- _ACTIVITY_
Across the whole listing, filter for the string "bool" and copy every line that has it.
Segment Open
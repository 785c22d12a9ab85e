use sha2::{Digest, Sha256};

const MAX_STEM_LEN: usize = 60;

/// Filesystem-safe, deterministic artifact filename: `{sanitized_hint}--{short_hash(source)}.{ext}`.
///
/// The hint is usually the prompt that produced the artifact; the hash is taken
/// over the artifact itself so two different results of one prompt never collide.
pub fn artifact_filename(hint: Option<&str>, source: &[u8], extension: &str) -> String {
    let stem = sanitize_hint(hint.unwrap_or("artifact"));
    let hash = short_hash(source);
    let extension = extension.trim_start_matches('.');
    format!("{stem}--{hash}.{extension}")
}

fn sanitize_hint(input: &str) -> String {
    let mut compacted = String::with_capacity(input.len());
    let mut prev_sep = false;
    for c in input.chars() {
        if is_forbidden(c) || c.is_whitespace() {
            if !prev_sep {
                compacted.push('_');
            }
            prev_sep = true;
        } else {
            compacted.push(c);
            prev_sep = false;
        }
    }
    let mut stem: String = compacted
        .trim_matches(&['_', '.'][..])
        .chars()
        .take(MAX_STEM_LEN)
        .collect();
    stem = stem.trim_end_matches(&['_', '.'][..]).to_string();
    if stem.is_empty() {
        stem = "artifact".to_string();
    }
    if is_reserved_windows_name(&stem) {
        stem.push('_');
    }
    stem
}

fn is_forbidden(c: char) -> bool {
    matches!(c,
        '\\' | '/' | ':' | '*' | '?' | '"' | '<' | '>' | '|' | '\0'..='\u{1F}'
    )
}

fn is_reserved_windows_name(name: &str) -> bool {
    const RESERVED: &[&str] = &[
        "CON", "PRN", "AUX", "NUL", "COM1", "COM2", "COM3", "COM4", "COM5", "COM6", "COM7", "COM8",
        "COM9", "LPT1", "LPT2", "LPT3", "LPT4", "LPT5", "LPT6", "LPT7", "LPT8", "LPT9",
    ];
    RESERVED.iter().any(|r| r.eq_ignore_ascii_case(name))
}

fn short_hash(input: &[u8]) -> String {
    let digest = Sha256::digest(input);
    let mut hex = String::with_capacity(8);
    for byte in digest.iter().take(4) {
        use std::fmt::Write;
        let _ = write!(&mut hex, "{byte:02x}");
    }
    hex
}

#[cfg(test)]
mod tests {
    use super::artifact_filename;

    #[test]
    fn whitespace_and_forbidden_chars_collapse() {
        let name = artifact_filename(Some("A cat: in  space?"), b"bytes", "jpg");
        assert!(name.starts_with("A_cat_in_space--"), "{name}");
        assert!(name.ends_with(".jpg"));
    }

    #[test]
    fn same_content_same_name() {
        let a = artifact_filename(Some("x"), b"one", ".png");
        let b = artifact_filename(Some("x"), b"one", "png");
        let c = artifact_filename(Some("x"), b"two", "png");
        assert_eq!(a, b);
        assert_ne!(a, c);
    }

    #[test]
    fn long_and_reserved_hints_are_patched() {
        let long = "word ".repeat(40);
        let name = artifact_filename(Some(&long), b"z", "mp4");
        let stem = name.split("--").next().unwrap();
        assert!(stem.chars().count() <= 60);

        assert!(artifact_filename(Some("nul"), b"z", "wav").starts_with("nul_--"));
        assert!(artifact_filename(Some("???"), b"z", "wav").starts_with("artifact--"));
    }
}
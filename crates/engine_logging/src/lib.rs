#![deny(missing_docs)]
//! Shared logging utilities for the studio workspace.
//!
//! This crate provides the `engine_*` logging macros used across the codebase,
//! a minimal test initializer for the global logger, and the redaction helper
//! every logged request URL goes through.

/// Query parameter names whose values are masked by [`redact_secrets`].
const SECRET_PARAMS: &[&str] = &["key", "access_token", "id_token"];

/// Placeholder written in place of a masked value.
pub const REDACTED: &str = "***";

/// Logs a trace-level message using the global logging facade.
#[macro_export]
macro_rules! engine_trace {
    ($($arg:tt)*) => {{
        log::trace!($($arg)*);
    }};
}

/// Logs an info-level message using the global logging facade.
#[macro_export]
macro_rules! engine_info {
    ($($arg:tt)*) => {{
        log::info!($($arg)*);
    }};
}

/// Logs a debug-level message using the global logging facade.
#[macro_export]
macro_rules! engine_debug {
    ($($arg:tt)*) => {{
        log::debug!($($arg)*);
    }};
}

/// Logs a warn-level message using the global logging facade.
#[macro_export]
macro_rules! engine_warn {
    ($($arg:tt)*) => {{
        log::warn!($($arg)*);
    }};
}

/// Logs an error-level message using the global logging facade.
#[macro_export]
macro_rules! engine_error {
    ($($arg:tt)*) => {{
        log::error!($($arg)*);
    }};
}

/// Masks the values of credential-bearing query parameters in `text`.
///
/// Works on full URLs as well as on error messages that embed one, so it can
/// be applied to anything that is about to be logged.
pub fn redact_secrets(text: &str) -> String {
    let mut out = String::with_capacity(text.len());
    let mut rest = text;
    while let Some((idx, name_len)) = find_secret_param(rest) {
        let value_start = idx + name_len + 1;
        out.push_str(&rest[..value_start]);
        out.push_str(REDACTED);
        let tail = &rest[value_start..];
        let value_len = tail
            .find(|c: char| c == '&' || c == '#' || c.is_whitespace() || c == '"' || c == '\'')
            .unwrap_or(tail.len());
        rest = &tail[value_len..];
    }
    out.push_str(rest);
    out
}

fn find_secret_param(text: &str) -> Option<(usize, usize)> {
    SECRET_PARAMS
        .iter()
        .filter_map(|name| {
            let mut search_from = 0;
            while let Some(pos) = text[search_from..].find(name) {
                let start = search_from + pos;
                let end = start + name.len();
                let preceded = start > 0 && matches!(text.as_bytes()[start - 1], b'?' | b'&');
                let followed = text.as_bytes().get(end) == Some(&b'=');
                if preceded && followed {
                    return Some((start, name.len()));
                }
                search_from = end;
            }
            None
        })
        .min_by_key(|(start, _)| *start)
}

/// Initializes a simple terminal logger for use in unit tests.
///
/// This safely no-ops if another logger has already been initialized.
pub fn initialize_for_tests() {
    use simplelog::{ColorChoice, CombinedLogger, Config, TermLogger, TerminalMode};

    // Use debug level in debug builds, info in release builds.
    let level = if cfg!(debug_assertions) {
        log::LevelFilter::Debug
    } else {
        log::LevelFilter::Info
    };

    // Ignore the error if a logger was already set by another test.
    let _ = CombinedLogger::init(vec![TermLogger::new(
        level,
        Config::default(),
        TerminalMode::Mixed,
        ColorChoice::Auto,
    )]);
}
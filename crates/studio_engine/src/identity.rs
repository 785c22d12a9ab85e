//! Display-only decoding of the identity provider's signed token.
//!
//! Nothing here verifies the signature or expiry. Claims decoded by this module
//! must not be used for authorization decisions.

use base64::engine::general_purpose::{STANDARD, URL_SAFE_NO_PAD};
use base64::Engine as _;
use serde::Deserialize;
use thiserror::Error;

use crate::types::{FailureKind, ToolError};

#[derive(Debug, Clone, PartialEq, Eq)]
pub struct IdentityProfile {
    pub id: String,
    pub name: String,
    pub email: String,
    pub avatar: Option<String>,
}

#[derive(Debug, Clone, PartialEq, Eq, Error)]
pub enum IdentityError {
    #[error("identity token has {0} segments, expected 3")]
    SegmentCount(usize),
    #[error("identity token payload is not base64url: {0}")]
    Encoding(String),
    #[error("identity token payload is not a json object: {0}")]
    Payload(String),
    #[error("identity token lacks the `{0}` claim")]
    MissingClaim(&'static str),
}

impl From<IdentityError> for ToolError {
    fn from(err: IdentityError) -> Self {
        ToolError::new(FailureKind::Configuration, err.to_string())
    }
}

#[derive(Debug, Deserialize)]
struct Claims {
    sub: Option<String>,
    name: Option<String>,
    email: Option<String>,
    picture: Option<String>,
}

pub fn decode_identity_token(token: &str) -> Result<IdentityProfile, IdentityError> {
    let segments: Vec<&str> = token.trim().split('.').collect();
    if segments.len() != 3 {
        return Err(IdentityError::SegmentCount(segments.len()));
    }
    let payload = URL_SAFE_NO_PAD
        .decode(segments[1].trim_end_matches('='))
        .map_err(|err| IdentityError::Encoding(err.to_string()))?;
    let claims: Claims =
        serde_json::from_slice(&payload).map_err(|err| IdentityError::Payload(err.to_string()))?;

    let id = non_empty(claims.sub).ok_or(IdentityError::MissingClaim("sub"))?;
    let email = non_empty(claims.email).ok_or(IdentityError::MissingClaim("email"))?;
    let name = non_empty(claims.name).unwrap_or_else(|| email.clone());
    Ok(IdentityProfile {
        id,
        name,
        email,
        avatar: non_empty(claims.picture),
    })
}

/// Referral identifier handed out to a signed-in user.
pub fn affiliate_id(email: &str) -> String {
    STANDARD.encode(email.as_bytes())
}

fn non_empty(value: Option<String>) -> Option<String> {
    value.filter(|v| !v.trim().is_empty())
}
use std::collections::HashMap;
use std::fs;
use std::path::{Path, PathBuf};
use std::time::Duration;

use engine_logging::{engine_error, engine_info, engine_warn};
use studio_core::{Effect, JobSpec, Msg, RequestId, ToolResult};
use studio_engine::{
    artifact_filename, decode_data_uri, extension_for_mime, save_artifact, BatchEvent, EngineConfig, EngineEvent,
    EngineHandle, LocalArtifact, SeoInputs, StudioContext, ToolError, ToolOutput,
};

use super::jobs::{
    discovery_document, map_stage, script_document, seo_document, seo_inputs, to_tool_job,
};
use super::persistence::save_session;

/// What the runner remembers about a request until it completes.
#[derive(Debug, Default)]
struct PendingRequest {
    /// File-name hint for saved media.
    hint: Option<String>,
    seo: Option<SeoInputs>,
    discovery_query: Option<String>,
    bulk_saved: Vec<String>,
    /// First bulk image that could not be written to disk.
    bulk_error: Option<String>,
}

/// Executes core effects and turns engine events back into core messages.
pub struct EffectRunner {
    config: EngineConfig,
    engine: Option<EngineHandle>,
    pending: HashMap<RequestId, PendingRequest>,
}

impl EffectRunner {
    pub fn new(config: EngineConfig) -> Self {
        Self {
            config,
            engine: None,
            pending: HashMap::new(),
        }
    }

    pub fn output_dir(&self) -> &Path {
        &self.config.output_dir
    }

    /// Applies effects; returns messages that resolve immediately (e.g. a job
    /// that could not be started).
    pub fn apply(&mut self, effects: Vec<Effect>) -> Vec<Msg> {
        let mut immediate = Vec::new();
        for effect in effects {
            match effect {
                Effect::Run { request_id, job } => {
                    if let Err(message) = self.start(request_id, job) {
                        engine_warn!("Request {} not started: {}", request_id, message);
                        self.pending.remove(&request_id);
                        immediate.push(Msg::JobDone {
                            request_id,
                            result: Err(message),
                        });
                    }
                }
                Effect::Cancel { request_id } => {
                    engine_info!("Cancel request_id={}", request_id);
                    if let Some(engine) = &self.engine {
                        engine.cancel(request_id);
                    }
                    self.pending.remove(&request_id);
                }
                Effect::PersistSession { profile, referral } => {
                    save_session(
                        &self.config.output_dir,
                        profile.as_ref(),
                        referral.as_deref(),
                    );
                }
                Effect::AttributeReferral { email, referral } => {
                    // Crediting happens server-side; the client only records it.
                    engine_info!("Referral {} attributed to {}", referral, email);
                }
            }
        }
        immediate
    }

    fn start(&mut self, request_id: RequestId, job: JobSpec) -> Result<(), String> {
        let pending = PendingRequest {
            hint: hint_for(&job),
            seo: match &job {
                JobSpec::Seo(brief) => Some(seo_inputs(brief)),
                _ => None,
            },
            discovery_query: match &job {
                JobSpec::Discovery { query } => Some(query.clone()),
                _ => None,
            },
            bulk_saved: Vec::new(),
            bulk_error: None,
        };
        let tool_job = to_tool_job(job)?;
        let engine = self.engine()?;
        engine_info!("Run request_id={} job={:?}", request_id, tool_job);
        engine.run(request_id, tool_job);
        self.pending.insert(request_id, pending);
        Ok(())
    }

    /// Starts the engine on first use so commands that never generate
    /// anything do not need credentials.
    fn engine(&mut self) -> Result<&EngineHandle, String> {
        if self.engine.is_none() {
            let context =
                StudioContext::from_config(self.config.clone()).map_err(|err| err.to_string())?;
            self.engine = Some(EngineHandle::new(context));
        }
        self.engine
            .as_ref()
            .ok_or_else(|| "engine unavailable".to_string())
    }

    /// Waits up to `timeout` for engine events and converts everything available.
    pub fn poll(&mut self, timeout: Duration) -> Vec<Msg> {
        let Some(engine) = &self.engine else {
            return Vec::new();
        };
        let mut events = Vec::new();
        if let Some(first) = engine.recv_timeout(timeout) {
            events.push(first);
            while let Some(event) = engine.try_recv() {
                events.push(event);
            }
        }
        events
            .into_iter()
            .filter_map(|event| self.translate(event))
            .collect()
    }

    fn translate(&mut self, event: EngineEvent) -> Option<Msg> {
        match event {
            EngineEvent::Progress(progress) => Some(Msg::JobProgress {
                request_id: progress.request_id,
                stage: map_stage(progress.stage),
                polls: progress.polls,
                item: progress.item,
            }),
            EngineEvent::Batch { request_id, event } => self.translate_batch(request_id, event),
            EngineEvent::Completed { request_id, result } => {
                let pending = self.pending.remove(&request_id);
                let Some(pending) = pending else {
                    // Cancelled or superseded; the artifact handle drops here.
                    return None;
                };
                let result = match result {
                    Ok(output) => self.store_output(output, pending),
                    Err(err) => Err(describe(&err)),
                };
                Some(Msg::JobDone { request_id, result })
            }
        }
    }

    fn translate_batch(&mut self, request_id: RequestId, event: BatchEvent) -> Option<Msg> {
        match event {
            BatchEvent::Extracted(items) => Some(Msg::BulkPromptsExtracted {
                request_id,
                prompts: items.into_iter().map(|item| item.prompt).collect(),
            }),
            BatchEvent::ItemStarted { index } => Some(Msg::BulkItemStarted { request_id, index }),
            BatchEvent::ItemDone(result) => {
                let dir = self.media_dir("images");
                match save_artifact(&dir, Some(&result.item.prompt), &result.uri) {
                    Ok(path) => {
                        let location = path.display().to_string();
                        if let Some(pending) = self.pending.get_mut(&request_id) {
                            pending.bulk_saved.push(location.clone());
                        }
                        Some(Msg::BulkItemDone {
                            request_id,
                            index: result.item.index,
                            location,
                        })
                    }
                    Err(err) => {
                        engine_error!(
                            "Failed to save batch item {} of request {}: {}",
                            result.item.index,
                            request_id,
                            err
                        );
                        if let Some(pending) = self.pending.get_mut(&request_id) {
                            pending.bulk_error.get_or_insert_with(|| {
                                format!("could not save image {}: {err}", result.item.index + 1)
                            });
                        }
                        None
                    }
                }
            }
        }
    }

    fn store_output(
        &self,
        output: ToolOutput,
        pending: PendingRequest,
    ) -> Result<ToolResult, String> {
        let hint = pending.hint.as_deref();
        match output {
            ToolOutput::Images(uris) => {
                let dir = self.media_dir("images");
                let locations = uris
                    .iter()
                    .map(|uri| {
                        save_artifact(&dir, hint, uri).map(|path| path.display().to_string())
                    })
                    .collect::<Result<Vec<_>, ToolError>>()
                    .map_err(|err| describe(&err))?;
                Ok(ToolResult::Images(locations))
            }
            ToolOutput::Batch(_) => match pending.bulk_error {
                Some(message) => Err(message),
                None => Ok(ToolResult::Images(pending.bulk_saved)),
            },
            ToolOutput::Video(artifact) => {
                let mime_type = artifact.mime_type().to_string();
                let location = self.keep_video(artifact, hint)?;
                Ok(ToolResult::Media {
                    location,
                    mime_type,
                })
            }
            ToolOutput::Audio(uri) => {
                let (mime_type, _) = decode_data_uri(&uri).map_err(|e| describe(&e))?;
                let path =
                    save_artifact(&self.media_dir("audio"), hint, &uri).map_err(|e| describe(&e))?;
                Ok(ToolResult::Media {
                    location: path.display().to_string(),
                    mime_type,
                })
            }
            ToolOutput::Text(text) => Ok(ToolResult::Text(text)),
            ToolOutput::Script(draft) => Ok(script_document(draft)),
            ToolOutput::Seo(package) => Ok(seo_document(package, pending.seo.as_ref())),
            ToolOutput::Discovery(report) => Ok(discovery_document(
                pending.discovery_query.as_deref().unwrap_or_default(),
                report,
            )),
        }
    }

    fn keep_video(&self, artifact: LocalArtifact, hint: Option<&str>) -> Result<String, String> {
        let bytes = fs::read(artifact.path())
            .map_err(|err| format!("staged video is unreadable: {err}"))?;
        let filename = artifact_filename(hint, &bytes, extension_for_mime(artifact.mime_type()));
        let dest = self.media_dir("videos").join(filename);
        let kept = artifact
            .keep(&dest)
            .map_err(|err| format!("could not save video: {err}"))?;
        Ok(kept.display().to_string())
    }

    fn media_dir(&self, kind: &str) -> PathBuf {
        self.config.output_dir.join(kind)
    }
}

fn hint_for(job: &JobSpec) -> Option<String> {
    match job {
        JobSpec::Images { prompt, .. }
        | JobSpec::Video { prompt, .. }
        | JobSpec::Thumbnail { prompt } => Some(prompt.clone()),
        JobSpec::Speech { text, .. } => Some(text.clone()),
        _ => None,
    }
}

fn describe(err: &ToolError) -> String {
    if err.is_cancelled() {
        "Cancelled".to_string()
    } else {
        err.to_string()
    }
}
Segment Closed
- _EXPECTED ANSWER_
fn is_forbidden(c: char) -> bool {
fn is_reserved_windows_name(name: &str) -> bool {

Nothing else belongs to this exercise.